Синекаев еще более сердито отозвался:

— Ну и что?

Он очень устал. Не часы, не дни, а уже вторая неделя постоянного нервного напряжения сказывалась. Правда, он сам любил эту бурю, острый стык вопросов и ответов, это массовое вдохновение, когда к нему приковывались взоры, а он ощущал в груди счастье быть нужным.

«Умри, мой стих, умри, как рядовой», — он готов повторить гордые жертвенные слова поэта. Хотя сам был не рядовым, но центром маленькой солнечной системы. Но он желал быть таким центром заслуженно.

— Взойдет человек на трибуну, встретят молча, в лицо не знают, а когда скажут, кто такой, — аплодисменты. Даже неприятно: чину аплодируют, а не человеку, — говорил он с некоторой даже брезгливостью.

И все-таки к концу выставки Синекаев начал выдыхаться. В перерывах он все чаще подходил за сценой к распахнутому окну и жадно ловил приоткрытым ртом воздух. Золотые пылинки инея кружились в остуженном воздухе. Окно выходило на глухой задний дворик с невысоким забором. Хорошо видна была отсюда снежная Гаребжа, будто серебряное блюдо, обрамленное темной чеканкой лесов. Снег под солнцем поражал своей первозданной белизной. Он был покрыт твердой коркой, как сопредельная планета, и каждый бугорок отбрасывал синие марсианские тени. Сияющие полосы санного следа перепоясывали равнину. Здесь вступал в свои права совсем другой мир: тишина, покой. Исчезало мельтешение многих лиц. Время останавливалось. Если б сердце могло, оно бы тоже примолкло на такую минуту.
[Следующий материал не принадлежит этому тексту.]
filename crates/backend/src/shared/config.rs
use serde::Deserialize;
use std::path::{Path, PathBuf};

#[derive(Debug, Deserialize, Clone)]
pub struct Config {
    pub database: DatabaseConfig,
    #[serde(default)]
    pub server: ServerConfig,
    #[serde(default)]
    pub scheduler: SchedulerConfig,
}

#[derive(Debug, Deserialize, Clone)]
pub struct DatabaseConfig {
    pub path: String,
}

#[derive(Debug, Deserialize, Clone)]
pub struct ServerConfig {
    #[serde(default = "default_port")]
    pub port: u16,
    /// Каталог со сборкой фронтенда (trunk dist)
    #[serde(default = "default_static_dir")]
    pub static_dir: String,
}

impl Default for ServerConfig {
    fn default() -> Self {
        Self {
            port: default_port(),
            static_dir: default_static_dir(),
        }
    }
}

fn default_port() -> u16 {
    3000
}

fn default_static_dir() -> String {
    "dist".to_string()
}

/// Настройки планировщика ТО
#[derive(Debug, Deserialize, Clone)]
pub struct SchedulerConfig {
    #[serde(default = "default_true")]
    pub enabled: bool,
    /// Cron-выражение с секундами: "сек мин час день месяц день_недели"
    #[serde(default = "default_cron")]
    pub cron: String,
    /// Насколько вперёд (в днях) создавать заказ-наряды
    #[serde(default = "default_lookahead")]
    pub lookahead_days: i64,
}

impl Default for SchedulerConfig {
    fn default() -> Self {
        Self {
            enabled: true,
            cron: default_cron(),
            lookahead_days: default_lookahead(),
        }
    }
}

fn default_true() -> bool {
    true
}

fn default_cron() -> String {
    "0 */15 * * * *".to_string()
}

fn default_lookahead() -> i64 {
    30
}

/// Default configuration embedded in the binary
const DEFAULT_CONFIG: &str = r#"
[database]
path = "target/db/cmms.db"

[server]
port = 3000
static_dir = "dist"

[scheduler]
enabled = true
cron = "0 */15 * * * *"
lookahead_days = 30
"#;

/// Load configuration from config.toml file
///
/// Search order:
/// 1. Next to the executable (for production)
/// 2. Falls back to embedded default config
pub fn load_config() -> anyhow::Result<Config> {
    if let Ok(exe_path) = std::env::current_exe() {
        if let Some(exe_dir) = exe_path.parent() {
            let config_path = exe_dir.join("config.toml");

            if config_path.exists() {
                tracing::info!("Loading config from: {}", config_path.display());
                let contents = std::fs::read_to_string(&config_path)?;
                let config: Config = toml::from_str(&contents)?;
                return Ok(config);
            } else {
                tracing::warn!("config.toml not found at: {}", config_path.display());
            }
        }
    }

    tracing::info!("Using default embedded configuration");
    let config: Config = toml::from_str(DEFAULT_CONFIG)?;
    Ok(config)
}

/// Get the database file path from configuration
/// Resolves relative paths relative to the executable directory
pub fn get_database_path(config: &Config) -> anyhow::Result<PathBuf> {
    let db_path_str = &config.database.path;
    let db_path = Path::new(db_path_str);

    if db_path.is_absolute() {
        return Ok(db_path.to_path_buf());
    }

    if let Ok(exe_path) = std::env::current_exe() {
        if let Some(exe_dir) = exe_path.parent() {
            return Ok(exe_dir.join(db_path));
        }
    }

    Ok(PathBuf::from(db_path_str))
}

#[cfg(test)]
mod tests {
    use super::*;

    #[test]
    fn test_default_config_loads() {
        let config: Result<Config, _> = toml::from_str(DEFAULT_CONFIG);
        assert!(config.is_ok());
        let config = config.unwrap();
        assert_eq!(config.database.path, "target/db/cmms.db");
        assert_eq!(config.server.port, 3000);
        assert!(config.scheduler.enabled);
        assert_eq!(config.scheduler.lookahead_days, 30);
    }

    #[test]
    fn test_missing_sections_use_defaults() {
        let config: Config = toml::from_str("[database]\npath = \"x.db\"\n").unwrap();
        assert_eq!(config.server.port, 3000);
        assert_eq!(config.server.static_dir, "dist");
        assert_eq!(config.scheduler.cron, "0 */15 * * * *");
    }

    #[test]
    fn test_scheduler_can_be_disabled() {
        let config: Config =
            toml::from_str("[database]\npath = \"x.db\"\n[scheduler]\nenabled = false\n").unwrap();
        assert!(!config.scheduler.enabled);
        assert_eq!(config.scheduler.lookahead_days, 30);
    }
}
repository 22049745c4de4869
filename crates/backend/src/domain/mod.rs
pub mod a001_factory;
pub mod a002_equipment;
pub mod a003_checklist_template;
pub mod a004_pm_plan;
pub mod a005_work_order;
pub mod a006_corrective_maintenance;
— Новый год подходит. Трудный год. Хорошо! — оборачивался Синекаев с порозовевшими щеками к Павлу.

21

Во второй половине декабря ударил сильный мороз. Деревья звенели от стужи, как натянутые струны. Пурга сдирала лоскутья желтой шелушащейся кожи с сосен, а березы были, как поставленные стоймя снежные тропинки в черных следах птичьих и звериных лап.

Снег сыпал сверху, но пурга не давала ему долетать до земли. Вокруг каждого ствола крутились смерчи: опоясывали, обвивались спиралью, разматывались ниткой и запахивали покрывало. Казалось, что иная молоденькая березка или сосенка не выдержит, упадет от головокружения!

За окном мир плыл. В белой метельной пене качались шары фонарей. Черноногая ель, выставленная в центре города уже для Нового года, но еще не украшенная, лесная, спущенными рукавами отмахивалась от полчищ злых мух. А те все-таки жалили и жалили в каждую ветку, в каждую иглу, в каждый сучок, похожий на обломленный мизинец…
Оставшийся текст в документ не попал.